② After the pressure was stabilized, the pressure, near-critical volatile oil volume, formation water volume, and total near-critical volatile oil-formation water volume were recorded.
③ Under the conditions of formation temperature, flash experiment and constant composition expansion experiment were conducted for the three-phase system of CO2-near-critical volatile oil–formation water with a certain amount (10 mol%) of injection.
④ Steps ① to ③ were repeated for other molar percentages (molar percentages = 20%, 30%, 40%, 50%, 60%) of CO2 injected.
⑤ Saturated with other oil–water ratios (oil–water ratio 3:2, namely, 40% water), the experiments were repeated from ① to ④ with different molar percentages of CO2 injected in the oil–water ratio of 2:3, namely, 60% of water.

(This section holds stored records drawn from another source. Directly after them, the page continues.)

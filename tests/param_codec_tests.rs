//! # Parameter Codec Tests: entries, payload variants, lookups
//!
//! Validates the count-prefixed entry stream, every payload variant, the
//! unpadded output, and strict name lookup.

use brickwork::{Color4, ErrorKind, ParamType, ParamValue, ParameterEntry, ParameterSet, Vector3};
use std::time::Instant;

/// Verifies the `hp` Short scenario decodes to 100 and re-encodes exactly.
#[test]
fn test_short_entry_scenario() {
    let t = Instant::now();

    let entry_bytes = [
        0x00, 0x01, // hash
        0x00, 0x02, // name length
        b'h', b'p', //
        0x00, 0x00, 0x00, 0x02, // type size
        0x00, 0x64, // payload
    ];
    let mut source = vec![0x00, 0x00, 0x00, 0x01];
    source.extend_from_slice(&entry_bytes);

    let set = ParameterSet::decode(&source).unwrap();
    assert_eq!(set.len(), 1);
    let entry = set.get_entry("hp").unwrap();
    assert_eq!(entry.hash, 1);
    assert_eq!(entry.name_length(), 2);
    assert_eq!(entry.param_type(), ParamType::Short);
    assert_eq!(entry.value, ParamValue::Short(100));

    let encoded = set.encode().unwrap();
    assert_eq!(encoded.as_ref(), source.as_slice());
    assert_eq!(&encoded[4..], &entry_bytes);

    let overhead = t.elapsed();
    println!("test_short_entry_scenario: Testing Overhead = {:?}", overhead);
}

/// Verifies every payload variant survives a round trip and no padding
/// is appended.
#[test]
fn test_all_variants_roundtrip_unpadded() {
    let t = Instant::now();

    let set: ParameterSet = [
        ParameterEntry::new(1, "flag", ParamValue::byte(0x7F)).unwrap(),
        ParameterEntry::new(2, "hp", ParamValue::Short(100)).unwrap(),
        ParameterEntry::new(3, "speed", ParamValue::number_from_f32(2.5)).unwrap(),
        ParameterEntry::new(
            4,
            "offset",
            ParamValue::Vector(Vector3 { x: 1.0, y: -2.0, z: 0.5 }),
        )
        .unwrap(),
        ParameterEntry::new(
            5,
            "tint",
            ParamValue::Color(Color4 { r: 255, g: 128, b: 0, a: 200 }),
        )
        .unwrap(),
    ]
    .into_iter()
    .collect();

    let encoded = set.encode().unwrap();
    let expected_len = 4 + set.iter().map(ParameterEntry::encoded_len).sum::<usize>();
    assert_eq!(encoded.len(), expected_len);
    // count, then hash + name length + name + tag + payload per entry
    assert_eq!(encoded.len(), 4 + 13 + 12 + 17 + 26 + 28);
    assert_ne!(encoded.len() % 32, 0);

    let decoded = ParameterSet::decode(&encoded).unwrap();
    assert_eq!(decoded, set);
    assert_eq!(decoded.get_entry("speed").unwrap().value.as_f32(), Some(2.5));
    assert_eq!(decoded.get_entry("flag").unwrap().value.as_u8(), Some(0x7F));
    assert_eq!(
        decoded.get_entry("tint").unwrap().value.as_color(),
        Some(Color4 { r: 255, g: 128, b: 0, a: 200 })
    );

    let overhead = t.elapsed();
    println!("test_all_variants_roundtrip_unpadded: Testing Overhead = {:?}", overhead);
}

/// Verifies a four-byte payload can be read as integer or float.
#[test]
fn test_number_interpretations() {
    let t = Instant::now();

    let value = ParamValue::number_from_u32(0x3F80_0000);
    assert_eq!(value.as_u32(), Some(0x3F80_0000));
    assert_eq!(value.as_f32(), Some(1.0));
    assert_eq!(value.as_i32(), Some(0x3F80_0000));
    assert_eq!(ParamValue::number_from_i32(-1).as_u32(), Some(u32::MAX));
    assert_eq!(value.as_u16(), None);
    assert_eq!(ParamValue::Short(3).as_u32(), None);

    let overhead = t.elapsed();
    println!("test_number_interpretations: Testing Overhead = {:?}", overhead);
}

/// Verifies type size 5 is rejected.
#[test]
fn test_reject_unknown_parameter_type() {
    let t = Instant::now();

    let mut source = vec![0, 0, 0, 1, 0, 9, 0, 1, b'x'];
    source.extend_from_slice(&5u32.to_be_bytes());
    source.extend_from_slice(&[1, 2, 3, 4, 5]);

    let err = ParameterSet::decode(&source).unwrap_err();
    assert_eq!(err.kind(), ErrorKind::UnknownParameterType);

    let overhead = t.elapsed();
    println!("test_reject_unknown_parameter_type: Testing Overhead = {:?}", overhead);
}

/// Verifies a payload cut short fails as truncated rather than defaulting.
#[test]
fn test_reject_truncated_payload() {
    let t = Instant::now();

    let mut source = vec![0, 0, 0, 1, 0, 9, 0, 1, b'v'];
    source.extend_from_slice(&12u32.to_be_bytes());
    source.extend_from_slice(&1.0f32.to_be_bytes());

    assert_eq!(ParameterSet::decode(&source).unwrap_err().kind(), ErrorKind::TruncatedBuffer);

    // More entries declared than present.
    let source = [0, 0, 0, 2, 0, 1, 0, 0, 0, 0, 0, 1, 0xAA];
    assert_eq!(ParameterSet::decode(&source).unwrap_err().kind(), ErrorKind::TruncatedBuffer);

    let overhead = t.elapsed();
    println!("test_reject_truncated_payload: Testing Overhead = {:?}", overhead);
}

/// Verifies `get_entry` fails on a missing name while `find_entry` does not.
#[test]
fn test_get_entry_is_strict() {
    let t = Instant::now();

    let mut set = ParameterSet::new();
    set.push(ParameterEntry::new(7, "gravity", ParamValue::number_from_f32(9.8)).unwrap());

    assert_eq!(set.get_entry("friction").unwrap_err().kind(), ErrorKind::EntryNotFound);
    assert!(set.find_entry("friction").is_none());
    assert_eq!(set.find_by_hash(7).map(ParameterEntry::name), Some("gravity"));

    set.get_entry_mut("gravity").unwrap().value = ParamValue::number_from_f32(1.6);
    assert_eq!(set.get_entry("gravity").unwrap().value.as_f32(), Some(1.6));

    let removed = set.remove("gravity").unwrap();
    assert_eq!(removed.hash, 7);
    assert!(set.is_empty());
    assert_eq!(set.remove("gravity").unwrap_err().kind(), ErrorKind::EntryNotFound);

    let overhead = t.elapsed();
    println!("test_get_entry_is_strict: Testing Overhead = {:?}", overhead);
}

/// Verifies a NUL-padded name keeps its declared width through a round trip.
#[test]
fn test_padded_name_keeps_declared_length() {
    let t = Instant::now();

    let mut source = vec![0, 0, 0, 1, 0, 3, 0, 4, b'h', b'p', 0, 0];
    source.extend_from_slice(&1u32.to_be_bytes());
    source.push(0x05);

    let set = ParameterSet::decode(&source).unwrap();
    let entry = set.get_entry("hp").unwrap();
    assert_eq!(entry.name_length(), 4);
    assert_eq!(set.encode().unwrap().as_ref(), source.as_slice());

    let overhead = t.elapsed();
    println!("test_padded_name_keeps_declared_length: Testing Overhead = {:?}", overhead);
}

/// Verifies renaming recomputes the encoded name length.
#[test]
fn test_set_name_updates_length() {
    let t = Instant::now();

    let mut entry = ParameterEntry::new(1, "hp", ParamValue::Short(1)).unwrap();
    assert_eq!(entry.name_length(), 2);
    entry.set_name("max_hp").unwrap();
    assert_eq!(entry.name_length(), 6);
    assert_eq!(entry.encoded_len(), 2 + 2 + 6 + 4 + 2);

    let entry = ParameterEntry::new(2, "キノピオ", ParamValue::byte(1)).unwrap();
    assert_eq!(entry.name_length(), 8);

    let set: ParameterSet = [entry].into_iter().collect();
    let decoded = ParameterSet::decode(&set.encode().unwrap()).unwrap();
    assert_eq!(decoded.get_entry("キノピオ").unwrap().hash, 2);

    let overhead = t.elapsed();
    println!("test_set_name_updates_length: Testing Overhead = {:?}", overhead);
}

2.3.2. Miscible Characteristics Experiment

The detailed steps of slim-tube experiment for CO2 injection and CO2–water co-injection on the near-critical volatile oil were referred to the petroleum industry standard “SY/T 6573 2016 Minimum miscible-phase pressure experimental determination method—slim-tube method” [35]. The experimental flow is shown in Figure 4.
(1)
Slim-tube experiment for CO2 injection on near-critical volatile oil consisted of the following:
① The slim-tube was placed in the dryer and dried, and the permeability and porosity of the slim-tube were measured by N2 to calculate the volume of the slim-tube pores.
② The formation fluid to a slim-tube at formation temperature and experimental pressure conditions (5 to 6 experimental pressures) was saturated.
③ CO2 was injected at a constant pressure until the injection volume reached 1.2 PV, the volume of oil and gas was recorded at the extraction end every 20 min, and the composition components of the extracted gas by chromatograph were analyzed.
④ Every time a group of repulsion pressure experiments were completed, the slim-tube was cleaned with petroleum ether, and the cleaning standard was that the color and components at the outlet end were the same as those at the inlet end.
⑤ The experiments were repeated for other injection pressure conditions ② to ④.
(2)
Slim-tube experiment for CO2–water co-injection on near-critical volatile oil. The experimental procedure of near-critical volatile oil CO2–water co-injection refers to the experimental procedure of near-critical volatile oil CO2 injection slim-tube, except that the CO2 injected in ③ became CO2–water co-injection.

3. Simulation

To verify the reliability of the experiment, the complex phase behavior characteristics of CO2-near-critical volatile oil and the simulation studies of near-critical volatile oil injected CO2 and CO2–water co-injected slim-tube were carried out by using the WinProp module and GEM component modeler in CMG numerical simulation software.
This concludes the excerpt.